A double acrostic (also known as shadow poetry) is one of those challenging poetry forms. It not only spells a word with the letters at the beginning of its lines, but with letters at the very end of the lines as well. Here is an example, Stroud by Paul Hansford, he uses the first and last letter of each line to spell the same word: Stroud.
Set among hills in the midst of five valleys,
This peaceful little market town we inhabit
Refuses (vociferously!) to be a conformer.
Once home of the cloth it gave its name to,
Uphill and down again its streets lead you.
Despite its faults it leaves us all charmed.
—by Paul Hansford
The first letters make up the acrostich and the last letters the telestich; and in this case they are identical.
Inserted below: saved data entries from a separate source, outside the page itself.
//! Opcode definitions for the Strata instruction set.

use crate::error::DecodeError;
use crate::StackElement;

/// Identifies the operation an instruction performs.
///
/// The `#[repr(u8)]` attribute pins each variant to a stable byte value;
/// the byte is the high octet of the packed instruction word.
#[repr(u8)]
#[derive(Debug, Clone, Copy, PartialEq, Eq, Hash)]
pub enum Opcode {
    // Constants & stack
    /// Push the sign-extended immediate parameter.
    IntPushConstant = 0x01,
    /// Push an opaque reference to string-table entry `parameter`.
    StrPushConstant = 0x02,
    /// Discard the top of the operand stack.
    Drop = 0x03,

    // Integer arithmetic
    /// Pop b, pop a, push a + b (wrapping, signed).
    IntAdd = 0x10,
    /// Pop b, pop a, push a - b (wrapping, signed).
    IntSub = 0x11,

    // Control flow
    /// Unconditional jump: pc += parameter.
    Jmp = 0x20,
    /// Pop b, pop a; pc += parameter iff a == b.
    IntJmpEq = 0x21,
    /// Pop b, pop a; pc += parameter iff a != b.
    IntJmpNeq = 0x22,
    /// Pop b, pop a; pc += parameter iff a > b.
    IntJmpGt = 0x23,
    /// Pop b, pop a; pc += parameter iff a >= b.
    IntJmpGe = 0x24,
    /// Pop b, pop a; pc += parameter iff a < b.
    IntJmpLt = 0x25,
    /// Pop b, pop a; pc += parameter iff a <= b.
    IntJmpLe = 0x26,

    // Calls
    /// Run function `parameter` on the same stack; push its result.
    FunctionCall = 0x30,
    /// Invoke primitive `parameter` with the execution context.
    PrimitiveCall = 0x31,
    /// Result = top of stack; rewind the stack to the frame base; exit.
    FunctionReturn = 0x32,

    // Frame variables
    /// Push the value at frame offset `parameter`.
    PushFromVar = 0x40,
    /// Pop into the slot at frame offset `parameter`.
    PopIntoVar = 0x41,
}

/// All valid opcodes, in definition order. Useful for exhaustive testing.
pub const ALL_OPCODES: [Opcode; 17] = [
    Opcode::IntPushConstant,
    Opcode::StrPushConstant,
    Opcode::Drop,
    Opcode::IntAdd,
    Opcode::IntSub,
    Opcode::Jmp,
    Opcode::IntJmpEq,
    Opcode::IntJmpNeq,
    Opcode::IntJmpGt,
    Opcode::IntJmpGe,
    Opcode::IntJmpLt,
    Opcode::IntJmpLe,
    Opcode::FunctionCall,
    Opcode::PrimitiveCall,
    Opcode::FunctionReturn,
    Opcode::PushFromVar,
    Opcode::PopIntoVar,
];

impl TryFrom<u8> for Opcode {
    type Error = DecodeError;

    fn try_from(value: u8) -> Result<Self, Self::Error> {
        match value {
            0x00 => Err(DecodeError::IllegalOpcode),

            0x01 => Ok(Opcode::IntPushConstant),
            0x02 => Ok(Opcode::StrPushConstant),
            0x03 => Ok(Opcode::Drop),

            0x10 => Ok(Opcode::IntAdd),
            0x11 => Ok(Opcode::IntSub),

            0x20 => Ok(Opcode::Jmp),
            0x21 => Ok(Opcode::IntJmpEq),
            0x22 => Ok(Opcode::IntJmpNeq),
            0x23 => Ok(Opcode::IntJmpGt),
            0x24 => Ok(Opcode::IntJmpGe),
            0x25 => Ok(Opcode::IntJmpLt),
            0x26 => Ok(Opcode::IntJmpLe),

            0x30 => Ok(Opcode::FunctionCall),
            0x31 => Ok(Opcode::PrimitiveCall),
            0x32 => Ok(Opcode::FunctionReturn),

            0x40 => Ok(Opcode::PushFromVar),
            0x41 => Ok(Opcode::PopIntoVar),

            // Everything else is reserved for future instructions:
            // 0x04..=0x0F, 0x12..=0x1F, 0x27..=0x2F, 0x33..=0x3F, 0x42..=0xFF.
            _ => Err(DecodeError::ReservedOpcode(value)),
        }
    }
}

impl Opcode {
    /// Returns the assembly mnemonic for this opcode.
    pub fn mnemonic(&self) -> &'static str {
        match self {
            Opcode::IntPushConstant => "INT_PUSH_CONSTANT",
            Opcode::StrPushConstant => "STR_PUSH_CONSTANT",
            Opcode::Drop => "DROP",
            Opcode::IntAdd => "INT_ADD",
            Opcode::IntSub => "INT_SUB",
            Opcode::Jmp => "JMP",
            Opcode::IntJmpEq => "INT_JMP_EQ",
            Opcode::IntJmpNeq => "INT_JMP_NEQ",
            Opcode::IntJmpGt => "INT_JMP_GT",
            Opcode::IntJmpGe => "INT_JMP_GE",
            Opcode::IntJmpLt => "INT_JMP_LT",
            Opcode::IntJmpLe => "INT_JMP_LE",
            Opcode::FunctionCall => "FUNCTION_CALL",
            Opcode::PrimitiveCall => "PRIMITIVE_CALL",
            Opcode::FunctionReturn => "FUNCTION_RETURN",
            Opcode::PushFromVar => "PUSH_FROM_VAR",
            Opcode::PopIntoVar => "POP_INTO_VAR",
        }
    }

    /// The relation tested by a conditional jump, `None` for other opcodes.
    pub fn comparison(&self) -> Option<Comparison> {
        match self {
            Opcode::IntJmpEq => Some(Comparison::Eq),
            Opcode::IntJmpNeq => Some(Comparison::Neq),
            Opcode::IntJmpGt => Some(Comparison::Gt),
            Opcode::IntJmpGe => Some(Comparison::Ge),
            Opcode::IntJmpLt => Some(Comparison::Lt),
            Opcode::IntJmpLe => Some(Comparison::Le),
            _ => None,
        }
    }
}

/// The six integer relations tested by conditional jumps.
///
/// Kept separate from the dispatch loop so branch outcomes are testable as
/// plain functions. All comparisons use signed semantics.
#[derive(Debug, Clone, Copy, PartialEq, Eq)]
pub enum Comparison {
    Eq,
    Neq,
    Gt,
    Ge,
    Lt,
    Le,
}

/// All six comparisons, for exhaustive testing.
pub const ALL_COMPARISONS: [Comparison; 6] = [
    Comparison::Eq,
    Comparison::Neq,
    Comparison::Gt,
    Comparison::Ge,
    Comparison::Lt,
    Comparison::Le,
];

impl Comparison {
    /// Whether the relation holds for `left` against `right`.
    pub fn holds(self, left: StackElement, right: StackElement) -> bool {
        match self {
            Comparison::Eq => left == right,
            Comparison::Neq => left != right,
            Comparison::Gt => left > right,
            Comparison::Ge => left >= right,
            Comparison::Lt => left < right,
            Comparison::Le => left <= right,
        }
    }
}

#[cfg(test)]
mod tests {
    use super::*;
    use crate::error::DecodeError;

    #[test]
    fn all_opcodes_count() {
        assert_eq!(ALL_OPCODES.len(), 17);
    }

    #[test]
    fn roundtrip_all_valid_opcodes() {
        for &opcode in &ALL_OPCODES {
            let byte = opcode as u8;
            let decoded = Opcode::try_from(byte).unwrap();
            assert_eq!(
                opcode, decoded,
                "roundtrip failed for {opcode:?} ({byte:#04x})"
            );
        }
    }

    #[test]
    fn illegal_opcode_zero() {
        assert_eq!(Opcode::try_from(0x00), Err(DecodeError::IllegalOpcode));
    }

    #[test]
    fn reserved_constant_range() {
        for byte in 0x04..=0x0Fu8 {
            assert_eq!(
                Opcode::try_from(byte),
                Err(DecodeError::ReservedOpcode(byte)),
                "byte {byte:#04x} should be reserved"
            );
        }
    }

    #[test]
    fn reserved_arithmetic_range() {
        for byte in 0x12..=0x1Fu8 {
            assert_eq!(Opcode::try_from(byte), Err(DecodeError::ReservedOpcode(byte)));
        }
    }

    #[test]
    fn reserved_control_range() {
        for byte in 0x27..=0x2Fu8 {
            assert_eq!(Opcode::try_from(byte), Err(DecodeError::ReservedOpcode(byte)));
        }
    }

    #[test]
    fn reserved_call_range() {
        for byte in 0x33..=0x3Fu8 {
            assert_eq!(Opcode::try_from(byte), Err(DecodeError::ReservedOpcode(byte)));
        }
    }

    #[test]
    fn reserved_expansion_range() {
        for byte in 0x42..=0xFFu8 {
            assert_eq!(Opcode::try_from(byte), Err(DecodeError::ReservedOpcode(byte)));
        }
    }

    #[test]
    fn every_byte_value_resolves() {
        // Every u8 value must produce either Ok or a specific Err — never panic.
        for byte in 0..=255u8 {
            match Opcode::try_from(byte) {
                Ok(_) | Err(DecodeError::IllegalOpcode) | Err(DecodeError::ReservedOpcode(_)) => {}
                other => panic!("unexpected result for byte {byte:#04x}: {other:?}"),
            }
        }
    }

    #[test]
    fn mnemonics_are_uppercase() {
        for &opcode in &ALL_OPCODES {
            let m = opcode.mnemonic();
            assert!(!m.is_empty(), "empty mnemonic for {opcode:?}");
            assert_eq!(m, m.to_uppercase(), "mnemonic should be uppercase: {m}");
        }
    }

    #[test]
    fn comparison_mapping() {
        assert_eq!(Opcode::IntJmpEq.comparison(), Some(Comparison::Eq));
        assert_eq!(Opcode::IntJmpNeq.comparison(), Some(Comparison::Neq));
        assert_eq!(Opcode::IntJmpGt.comparison(), Some(Comparison::Gt));
        assert_eq!(Opcode::IntJmpGe.comparison(), Some(Comparison::Ge));
        assert_eq!(Opcode::IntJmpLt.comparison(), Some(Comparison::Lt));
        assert_eq!(Opcode::IntJmpLe.comparison(), Some(Comparison::Le));
        assert_eq!(Opcode::Jmp.comparison(), None);
        assert_eq!(Opcode::IntAdd.comparison(), None);
    }

    #[test]
    fn comparison_holds_all_orderings() {
        // (left, right, eq, neq, gt, ge, lt, le) for a<b, a=b, a>b.
        let table = [
            (1, 2, false, true, false, false, true, true),
            (2, 2, true, false, false, true, false, true),
            (3, 2, false, true, true, true, false, false),
        ];
        for (a, b, eq, neq, gt, ge, lt, le) in table {
            assert_eq!(Comparison::Eq.holds(a, b), eq);
            assert_eq!(Comparison::Neq.holds(a, b), neq);
            assert_eq!(Comparison::Gt.holds(a, b), gt);
            assert_eq!(Comparison::Ge.holds(a, b), ge);
            assert_eq!(Comparison::Lt.holds(a, b), lt);
            assert_eq!(Comparison::Le.holds(a, b), le);
        }
    }

    #[test]
    fn comparison_signed_semantics() {
        assert!(Comparison::Lt.holds(-1, 0));
        assert!(Comparison::Gt.holds(0, StackElement::MIN));
        assert!(Comparison::Le.holds(StackElement::MIN, StackElement::MAX));
    }
}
Another challenge comes with creating a similar theme with each of your words. It doesn’t have the same effect if you’re writing about love in the first letters and have your last letters spell “refrigerator.”
Try It: Shadow Poetry
Try your hand at writing a double acrostic. Either word can be written top to bottom, or bottom to top. You can even spell one word top to bottom, and write out the other word bottom to top on the right side. This style can be a mind-bender, so dig deep and make sure your pencil is sharp.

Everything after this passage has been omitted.